Demon pushed open the door of the hospital shed and went in, Hephaestus following close behind. Althea was floating around the Hydra’s heads, humming.
“No change,” she said. “Now can I please get back to polishing Aphrodite’s flowers? I’ve only got about a hundred more to do before supper, and I don’t like the smell in here.” With that, she flitted out the door, flicking a kiss at Hephaestus as she went. “Don’t look so serious, Heffy,” she called over her shoulder. “It doesn’t suit your big sooty old face!”
The Hydra lay exactly where Demon had left it. The magic medicine box lay silent beside it.
“Doesn’t look too good, does it?” Demon said. His voice was gloomy and sad—just like he felt, really. Hephaestus hobbled around the beast and poked it with a large grimy finger. The head with the golden lump in its center wheezed once.
“Not looking too brilliant, I agree. And you say the box couldn’t help?” Hephaestus reached over the Hydra’s huge green belly and opened the lid of the box. Right away it started squawking its error-message refrain and flashing red. “Stupid thing,” said Hephaestus, giving it a thump. “It’s gone and caught one of the viruses it’s supposed to cure. Hang on a minute.” He took a large golden screwdriver out of his belt and poked about in the box’s innards. It stopped squawking almost immediately.

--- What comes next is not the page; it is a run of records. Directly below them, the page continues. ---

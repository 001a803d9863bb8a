//! Client-side state models.
//!
//! DESIGN
//! ======
//! Plain data types and transition functions with no browser dependencies, so
//! every rule here is unit-testable off the WASM target. Components wrap them
//! in `RwSignal`s.

pub mod contact;
pub mod pointer;
pub mod reveal;
pub mod toast;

“State the nature of your beast’s medical emergency,” it said in its normal metallic tones.
“Hydra with chopped-off heads still seems to be nearly dead,” said Demon, hopelessly. It was pretty much exactly what he’d told it before.

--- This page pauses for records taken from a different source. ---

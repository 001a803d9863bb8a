//! Reveal-on-scroll hook shared by every animated section.
//!
//! SYSTEM CONTEXT
//! ==============
//! Wraps a browser `IntersectionObserver` around `state::reveal::RevealTracker`.
//! The returned signal flips to `true` once, the first time the element
//! crosses the threshold; the element is then unobserved. The observer is
//! disconnected when the owning component unmounts, revealed or not.
//!
//! TRADE-OFFS
//! ==========
//! Server rendering and non-hydrate builds never observe, so content stays in
//! its hidden state until the WASM bundle hydrates.

use leptos::prelude::*;

/// Observe `node_ref` and return a signal that becomes `true` once.
pub fn use_reveal(node_ref: NodeRef<leptos::html::Div>, threshold: f64) -> ReadSignal<bool> {
    let revealed = RwSignal::new(false);
    #[cfg(feature = "hydrate")]
    observer::attach(node_ref, threshold, revealed);
    #[cfg(not(feature = "hydrate"))]
    {
        let _ = (node_ref, threshold);
    }
    revealed.read_only()
}

#[cfg(feature = "hydrate")]
mod observer {
    use leptos::prelude::*;
    use wasm_bindgen::JsCast;
    use wasm_bindgen::JsValue;
    use wasm_bindgen::closure::Closure;

    use crate::state::reveal::{RevealStep, RevealTracker};

    type EntriesCallback = Closure<dyn FnMut(js_sys::Array, web_sys::IntersectionObserver)>;

    /// Live registration. Dropping it disconnects the observer.
    struct Watch {
        observer: web_sys::IntersectionObserver,
        _callback: EntriesCallback,
    }

    impl Drop for Watch {
        fn drop(&mut self) {
            self.observer.disconnect();
        }
    }

    pub(super) fn attach(node_ref: NodeRef<leptos::html::Div>, threshold: f64, revealed: RwSignal<bool>) {
        let tracker = StoredValue::new_local(RevealTracker::new(threshold));
        let watch = StoredValue::new_local(None::<Watch>);

        Effect::new(move || {
            let Some(element) = node_ref.get() else {
                return;
            };
            if !tracker.try_update_value(RevealTracker::observe).unwrap_or(false) {
                return;
            }

            let callback: EntriesCallback = Closure::new(
                move |entries: js_sys::Array, observer: web_sys::IntersectionObserver| {
                    for entry in entries.iter() {
                        let entry: web_sys::IntersectionObserverEntry = entry.unchecked_into();
                        let step = tracker
                            .try_update_value(|t| t.on_intersection(entry.is_intersecting()))
                            .unwrap_or(RevealStep::Ignore);
                        if step == RevealStep::Reveal {
                            observer.unobserve(&entry.target());
                            revealed.set(true);
                        }
                    }
                },
            );

            let options = web_sys::IntersectionObserverInit::new();
            options.set_threshold(&JsValue::from_f64(tracker.with_value(RevealTracker::threshold)));
            match web_sys::IntersectionObserver::new_with_options(callback.as_ref().unchecked_ref(), &options) {
                Ok(observer) => {
                    observer.observe(&element);
                    watch.set_value(Some(Watch { observer, _callback: callback }));
                }
                Err(err) => {
                    // Without an observer the content would stay hidden forever.
                    log::warn!("intersection observer unavailable, revealing immediately: {err:?}");
                    tracker.update_value(|t| {
                        t.release();
                    });
                    revealed.set(true);
                }
            }
        });

        on_cleanup(move || {
            let live = tracker.try_update_value(RevealTracker::release).unwrap_or(false);
            if live {
                log::debug!("releasing unrevealed section observer");
            }
            watch.try_update_value(|w| {
                w.take();
            });
        });
    }
}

The box clicked and whirred, its symbols now returned to their usual clear blue. Demon and Hephaestus waited. And waited. And waited. Finally the box made a clunking sound, and out of it rose a large empty golden bucket and a pot. The pot contained one very large apple seed and some golden-orange earth, which smelled slightly of cinnamon.
“One Hydra cure-all,” it said in its usual smug way. And then it shut down, refusing to say another word.
“What on
Olympus do I do with those?” Demon asked Hephaestus. He couldn’t for the life of him see how one apple seed, an empty bucket, and some soil were going to cure a seemingly lifeless beast with no heads.
Hephaestus began to smile. Then he began to laugh.
“Oh, ho ho ho! Very clever. I see exactly what the solution is. That’s one very clever box, though I say it myself.”
“Well, I DON’T,” said Demon, feeling angry all over again. He hated it when people (or, indeed, gods) laughed at him. It made him feel all stupid and young, like he was a baby or something. Hephaestus just grinned.
“Oh no—I’m not making it easy for you,” said Hephaestus. “That would make Hera very upset with me indeed. That box has provided you with everything you need right there, so work it out, boy, work it out. I’ll give you just two clues: Ask yourself what you cart out of the Stables every day, and remember what you know about Hera. Good luck, and hurry up about it—my mother isn’t exactly renowned for her patience!”
With that, Hephaestus limped off toward his mountain.
Demon stamped his foot. Then he looked at the Hydra, lying there all limp and pathetic and wheezy. The most important thing right now was to get it better and to get Hera off his back. He could be properly furious with Hephaestus after that, if he still felt like it. But what about the clues Hephaestus had given him? What was it that he carted out of the Stables every day? He paced around and around the Hydra, racking his mushy brain for ideas. Then he smacked himself on the head.
“Of course,” he said out loud. “Beast poo. That’s what I cart out of the Stables every day. But what on earth do I do with it? And how does it fit in with the apple seed and the soil and the bucket?” He continued pacing, trying to remember every fact he knew about Hera, but nothing seemed relevant. Then the griffin poked its beak around the door.
“Everything all right, Pan’s scrawny kid?” Demon heard the griffin ask. “Everyone’s getting a bit smelly and hungry, so I let myself out. You haven’t been on the evening rounds and we miss your happy little face, not to mention your shoveling skills.”